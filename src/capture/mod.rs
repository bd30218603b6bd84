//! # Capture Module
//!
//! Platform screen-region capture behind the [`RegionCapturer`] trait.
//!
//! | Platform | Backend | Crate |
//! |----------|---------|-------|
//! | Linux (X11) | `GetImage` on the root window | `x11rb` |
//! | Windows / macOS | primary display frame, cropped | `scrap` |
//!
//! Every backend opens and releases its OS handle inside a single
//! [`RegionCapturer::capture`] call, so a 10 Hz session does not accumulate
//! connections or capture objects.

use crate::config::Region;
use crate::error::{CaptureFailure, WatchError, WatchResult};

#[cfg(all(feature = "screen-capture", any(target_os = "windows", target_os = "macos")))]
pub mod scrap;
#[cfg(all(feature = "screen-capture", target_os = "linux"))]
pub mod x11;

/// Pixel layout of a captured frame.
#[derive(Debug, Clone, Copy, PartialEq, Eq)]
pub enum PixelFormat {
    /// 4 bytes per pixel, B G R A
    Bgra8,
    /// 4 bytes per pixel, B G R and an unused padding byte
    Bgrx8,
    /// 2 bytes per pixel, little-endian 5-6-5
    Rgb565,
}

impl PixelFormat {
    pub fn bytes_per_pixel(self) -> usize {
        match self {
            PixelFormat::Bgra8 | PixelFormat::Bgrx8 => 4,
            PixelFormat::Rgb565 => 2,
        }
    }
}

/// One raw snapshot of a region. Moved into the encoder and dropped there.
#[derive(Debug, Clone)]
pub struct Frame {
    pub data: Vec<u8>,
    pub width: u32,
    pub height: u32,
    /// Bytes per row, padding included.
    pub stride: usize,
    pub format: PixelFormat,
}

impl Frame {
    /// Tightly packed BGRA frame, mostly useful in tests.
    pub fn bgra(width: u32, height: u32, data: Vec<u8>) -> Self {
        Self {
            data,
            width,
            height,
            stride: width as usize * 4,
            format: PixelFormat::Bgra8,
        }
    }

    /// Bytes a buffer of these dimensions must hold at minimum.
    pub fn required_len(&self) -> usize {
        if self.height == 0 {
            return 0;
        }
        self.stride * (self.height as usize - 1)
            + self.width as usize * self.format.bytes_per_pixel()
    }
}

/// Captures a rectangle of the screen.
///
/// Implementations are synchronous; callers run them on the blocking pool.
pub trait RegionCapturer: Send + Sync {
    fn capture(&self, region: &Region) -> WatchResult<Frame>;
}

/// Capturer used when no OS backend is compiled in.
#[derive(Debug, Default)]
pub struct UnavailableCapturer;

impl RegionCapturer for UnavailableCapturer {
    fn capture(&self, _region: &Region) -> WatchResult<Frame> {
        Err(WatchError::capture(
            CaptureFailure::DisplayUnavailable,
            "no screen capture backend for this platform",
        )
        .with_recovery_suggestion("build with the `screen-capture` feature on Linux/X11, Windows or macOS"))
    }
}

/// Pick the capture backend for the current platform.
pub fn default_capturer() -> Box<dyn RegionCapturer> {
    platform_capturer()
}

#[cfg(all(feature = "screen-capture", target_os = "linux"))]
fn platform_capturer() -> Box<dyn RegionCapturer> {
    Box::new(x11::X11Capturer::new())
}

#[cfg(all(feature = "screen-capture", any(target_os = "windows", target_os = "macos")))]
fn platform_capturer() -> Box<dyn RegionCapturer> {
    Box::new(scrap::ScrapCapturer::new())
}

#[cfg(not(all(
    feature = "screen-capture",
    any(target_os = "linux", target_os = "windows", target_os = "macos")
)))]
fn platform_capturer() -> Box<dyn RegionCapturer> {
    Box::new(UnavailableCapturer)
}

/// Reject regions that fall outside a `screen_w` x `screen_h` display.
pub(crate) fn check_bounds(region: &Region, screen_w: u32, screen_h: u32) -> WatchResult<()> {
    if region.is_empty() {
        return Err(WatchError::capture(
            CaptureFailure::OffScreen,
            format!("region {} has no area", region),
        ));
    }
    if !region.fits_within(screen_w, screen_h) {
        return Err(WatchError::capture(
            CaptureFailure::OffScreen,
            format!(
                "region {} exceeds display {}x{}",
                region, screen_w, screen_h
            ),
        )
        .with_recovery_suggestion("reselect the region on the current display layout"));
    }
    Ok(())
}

===============

Looking at the entries above, can you reproduce exactly the lines from the one that holds "self.stride * (self.height" through the one that holds "pub struct UnavailableCapturer;", and only those?

        self.stride * (self.height as usize - 1)
            + self.width as usize * self.format.bytes_per_pixel()
    }
}

/// Captures a rectangle of the screen.
///
/// Implementations are synchronous; callers run them on the blocking pool.
pub trait RegionCapturer: Send + Sync {
    fn capture(&self, region: &Region) -> WatchResult<Frame>;
}

/// Capturer used when no OS backend is compiled in.
#[derive(Debug, Default)]
pub struct UnavailableCapturer;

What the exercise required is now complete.